[Start of section]

use crate::api::analyze_email;
use crate::openai::RiskAssessor;
use crate::virustotal::VirusTotalClient;
use rocket::fairing::{Fairing, Info, Kind};
use rocket::http::Header;
use rocket::serde::json::Json;
use rocket::{catch, catchers, options, routes, Build, Request, Response, Rocket};
use serde_json::{json, Value};

pub mod routes;

/// Per-process state handed to the request handlers. The two outbound
/// clients carry their keys and endpoints; nothing here is mutated after
/// startup.
pub struct ServerState {
    pub scanner: VirusTotalClient,
    pub assessor: RiskAssessor,
}

pub fn build_rocket(state: ServerState, port: u16) -> Rocket<Build> {
    let figment = rocket::Config::figment().merge(("port", port));

    rocket::custom(figment)
        .manage(state)
        .attach(Cors)
        .register("/", catchers![internal_error])
        .mount(
            "/",
            routes![
                analyze_email,
                cors_preflight,
                routes::health::health_check,
                routes::health::index,
            ],
        )
}

/// The analyze endpoint is called from browser extensions, so every
/// response allows any origin.
struct Cors;

#[rocket::async_trait]
impl Fairing for Cors {
    fn info(&self) -> Info {
        Info {
            name: "Permissive CORS headers",
            kind: Kind::Response,
        }
    }

    async fn on_response<'r>(&self, _request: &'r Request<'_>, response: &mut Response<'r>) {
        response.set_header(Header::new("Access-Control-Allow-Origin", "*"));
        response.set_header(Header::new(
            "Access-Control-Allow-Methods",
            "GET, POST, OPTIONS",
        ));
        response.set_header(Header::new("Access-Control-Allow-Headers", "Content-Type"));
    }
}

#[options("/<_..>")]
fn cors_preflight() {}

#[catch(500)]
fn internal_error() -> Json<Value> {
    Json(json!({ "error": "internal server error" }))
}
use crate::extractor;
use crate::models::{AnalysisResult, AnalyzeRequest};
use crate::server::ServerState;
use rocket::http::Status;
use rocket::response::status;
use rocket::serde::json::Json;
use rocket::{post, State};
use serde_json::{json, Value};
use tracing::info;

/// Analyze one email submission: extract text and links, scan the links,
/// then ask the model for a confidence score.
///
/// Per-link scan failures and assessment failures ride inside the 200
/// payload as inline error objects; only a failure of the handler itself
/// becomes a 500 envelope. Callers inspecting partial failures must look at
/// the payload shape, not the HTTP status.
#[post("/analyze", data = "<request>")]
pub async fn analyze_email(
    state: &State<ServerState>,
    request: Json<AnalyzeRequest>,
) -> status::Custom<Json<Value>> {
    let content = extractor::extract(&request.email_content);
    info!(
        "Analyzing submission: {} chars of text, {} links",
        content.text.len(),
        content.links.len()
    );

    let virus_total_results = state.scanner.scan(&content.links).await;
    let phishing_score = state
        .assessor
        .assess(&content.text, &virus_total_results)
        .await;

    let result = AnalysisResult {
        phishing_score,
        virus_total_results,
    };

    match serde_json::to_value(&result) {
        Ok(body) => status::Custom(Status::Ok, Json(body)),
        Err(e) => status::Custom(
            Status::InternalServerError,
            Json(json!({ "error": e.to_string() })),
        ),
    }
}
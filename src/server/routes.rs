pub mod health {
    use rocket::{get, serde::json::Json};
    use serde_json::{json, Value};

    #[get("/health")]
    pub async fn health_check() -> Json<Value> {
        Json(json!({
            "status": "healthy",
            "timestamp": chrono::Utc::now().to_rfc3339(),
            "service": "phishing-analyzer"
        }))
    }

    #[get("/")]
    pub async fn index() -> Json<Value> {
        Json(json!({
            "name": "Phishing Analyzer API",
            "version": "0.1.0",
            "description": "Analyzes email content for phishing indicators",
            "endpoints": {
                "health": "/health",
                "analyze": "/analyze"
            }
        }))
    }
}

[End of section]

- _Action item_:
Find and copy every line in the entries above where the string "await" occurs.

- _Task response_:
    let virus_total_results = state.scanner.scan(&content.links).await;
        .await;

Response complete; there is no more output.